The aim of this study was to investigate whether skeletal muscle-derived follistatin-like 1 (FSTL1) reaches the heart and exerts the angiogenetic function in rats suffering myocardial infarctions (MI) after exercise intervention.

Forty-eight male adult Sprague–Dawley rats were randomly divided into four groups. MI was provoked by ligation of left anterior descending coronary artery. MI rats underwent adeno-associated virus injection of FST1 in tibialis anterior muscle and 4 weeks of resistance exercise via a tail-suspended incremental weight-climbing method (0–75% body weight, daily load increased by 10%; 1 h/day, 5 day/w). Heart function was evaluated by hemodynamics including LVSP, LVEDP and ± dP/dt max; the cross-sectional area of muscle cells and myocardium fibrosis were analyzed by DiI and Masson’s staining, respectively; the FSTL1 expression, endothelial cell proliferation and angiogenesis were visualized by immunofluorescence staining; and protein expression was quantified by Western blotting.

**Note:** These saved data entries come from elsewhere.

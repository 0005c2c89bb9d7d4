//! HTTP server facade: Axum router assembly, error mapping, and the
//! uniform response envelope.

use anyhow::Context;
use axum::{routing::get, Router};

use bookstore_kernel::ModuleRegistry;

pub mod error;
pub mod response;
pub mod router;

use router::RouterBuilder;

/// Start the HTTP server with the given module registry
///
/// Serves until a shutdown signal arrives, then returns so the caller can
/// run module teardown.
pub async fn start_server(
    registry: &ModuleRegistry,
    settings: &bookstore_kernel::settings::Settings,
) -> anyhow::Result<()> {
    let app = build_router(registry, settings).context("failed to build HTTP router")?;

    let listener =
        tokio::net::TcpListener::bind(format!("{}:{}", settings.server.host, settings.server.port))
            .await
            .context("failed to bind to address")?;

    tracing::info!(
        "HTTP server listening on http://{}:{}",
        settings.server.host,
        settings.server.port
    );

    axum::serve(listener, app)
        .with_graceful_shutdown(shutdown_signal())
        .await
        .context("HTTP server failed")?;

    Ok(())
}

/// Build the main HTTP router with all module routes mounted
pub fn build_router(
    registry: &ModuleRegistry,
    settings: &bookstore_kernel::settings::Settings,
) -> anyhow::Result<Router> {
    let mut router_builder = RouterBuilder::new();

    // Root welcome route listing mounted module endpoints
    let endpoints: serde_json::Map<String, serde_json::Value> = registry
        .modules()
        .iter()
        .map(|module| {
            (
                module.name().to_string(),
                serde_json::Value::String(format!("/api/{}", module.name())),
            )
        })
        .collect();
    let welcome = serde_json::json!({
        "message": "Welcome to the Bookstore API",
        "version": env!("CARGO_PKG_VERSION"),
        "endpoints": endpoints,
    });
    router_builder = router_builder.route(
        "/",
        get(move || async move { axum::Json(welcome.clone()) }),
    );

    // Mount module routes
    for module in registry.modules() {
        let module_name = module.name();

        tracing::info!(
            module = module_name,
            "mounting module routes under /api/{}",
            module_name
        );
        router_builder = router_builder.mount_module(module_name, module.routes());
    }

    // Middleware wraps the routes registered above
    router_builder = router_builder
        .with_tracing()
        .with_cors()
        .with_request_id()
        .with_timeout(settings.server.request_timeout_ms);

    router_builder = router_builder.with_openapi(registry).with_fallback();

    Ok(router_builder.build())
}

async fn shutdown_signal() {
    if let Err(error) = tokio::signal::ctrl_c().await {
        tracing::error!(%error, "failed to install shutdown signal handler");
        return;
    }
    tracing::info!("shutdown signal received");
}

Resistance exercise reverted MI-induced skeletal muscle atrophy, increased muscle FSTL1 expression and stimulated skeletal muscle derived FSTL1 entering into the MI heart via blood circulation. The overexpression of skeletal muscle FSTL1 improved myocardial endothelial cell proliferation, increased small vessel density in the fibrotic border, inhibited myocardial fibrosis and improved heart function in the MI rats after the exercise intervention. Meanwhile, DIP2A-PI3K-Akt-mTOR, Erk1/2 and TGFβ-Smad2/3 pathways were activated in the myocardium.

Resistance exercise stimulates skeletal muscle derived FSTL1 to reach the myocardium which makes a positive contribution to cardioprotection in MI rat.